Maybe your application number is still in their computer system.

Be prepared to wait for 20 minutes or so to get your call answered during the peak hour.

Good luck!


----------



## IBM (Oct 16, 2014)

Thank, I will do the same and update in the forum.

Rgds
IBM


----------



## IBM (Oct 16, 2014)

IBM said:


> Thank, I will do the same and update in the forum.
> 
> Rgds
> IBM



I had raised a ticket in VFS which took am almost a months time for them to respond. Yesterday I got an email from them asking me to call them. When I did call they asked for the ticket number, it was then forwarded to the IT team. I was using the application tracking # and the last name to search as per the VFS guidelines and that had worked earlier.
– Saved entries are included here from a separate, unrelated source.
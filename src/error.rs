//! Error taxonomy for the Shaktris engine
//!
//! One stable `kind` per `spec.md` §6's error table, each carrying enough
//! context for a client-facing `error` message without leaking internals.

use thiserror::Error;

/// Errors returned by actions submitted through the [`crate::scheduler::Scheduler`].
#[derive(Error, Debug, Clone, PartialEq)]
pub enum ShaktrisError {
    #[error("not found")]
    NotFound,

    #[error("action does not match player's current phase")]
    NotYourTurnPhase,

    #[error("rate limited, retry after {wait_ms}ms")]
    RateLimited { wait_ms: u64 },

    #[error("coordinates ({x}, {z}) are out of range")]
    InvalidCoordinates { x: i32, z: i32 },

    #[error("invalid piece type: {0}")]
    InvalidPieceType(String),

    #[error("invalid rotation: {0}")]
    InvalidRotation(u8),

    #[error("target cell is not reachable from the player's king")]
    NotReachableFromKing,

    #[error("cell is occupied")]
    CellOccupied,

    #[error("insufficient funds: need {need}, have {have}")]
    InsufficientFunds { need: u32, have: u32 },

    #[error("path is obstructed")]
    PathObstructed,

    #[error("player has been eliminated")]
    Eliminated,

    #[error("player is busy with a pending action")]
    Busy,

    #[error("internal engine error: {0}")]
    Internal(String),
}

impl ShaktrisError {
    /// The stable string kind used on the wire, matching `spec.md` §6 exactly.
    pub fn kind(&self) -> &'static str {
        match self {
            ShaktrisError::NotFound => "not_found",
            ShaktrisError::NotYourTurnPhase => "not_your_turn_phase",
            ShaktrisError::RateLimited { .. } => "rate_limited",
            ShaktrisError::InvalidCoordinates { .. } => "invalid_coordinates",
            ShaktrisError::InvalidPieceType(_) => "invalid_piece_type",
            ShaktrisError::InvalidRotation(_) => "invalid_rotation",
            ShaktrisError::NotReachableFromKing => "not_reachable_from_king",
            ShaktrisError::CellOccupied => "cell_occupied",
            ShaktrisError::InsufficientFunds { .. } => "insufficient_funds",
            ShaktrisError::PathObstructed => "path_obstructed",
            ShaktrisError::Eliminated => "eliminated",
            ShaktrisError::Busy => "busy",
            ShaktrisError::Internal(_) => "internal",
        }
    }
}

pub type ShaktrisResult<T> = Result<T, ShaktrisError>;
Later I got to know from the IT team that I must use Tracking # and Full Name. It did not work either, eventually I figured out that, between first name and last name I had to give two spaces. Yes, you read it right. IT team from VFS have loaded my entry with tracking # First_Name (2 Space) Last Name instead of Tracking# Last_Name. I was worried that my application was lost, thankfully it has not happen. I hope my inputs are valuable to everyone who are facing the same issue.

Kind Regards
IBM


----------



## Holifield (Jul 28, 2021)

IBM said:


> I had raised a ticket in VFS which took am almost a months time for them to respond. Yesterday I got an email from them asking me to call them. When I did call they asked for the ticket number, it was then forwarded to the IT team. I was using the application tracking # and the last name to search as per the VFS guidelines and that had worked earlier. Later I got to know from the IT team that I must use Tracking # and Full Name. It did not work either, eventually I figured out that, between first name and last name I had to give two spaces. Yes, you read it right. IT team from VFS have loaded my entry with tracking # First_Name (2 Space) Last Name instead of Tracking# Last_Name. I was worried that my application was lost, thankfully it has not happen. I hope my inputs are valuable to everyone who are facing the same issue.
> 
> Kind Regards
> IBM


Thanks, had same issue and your solution worked.


----------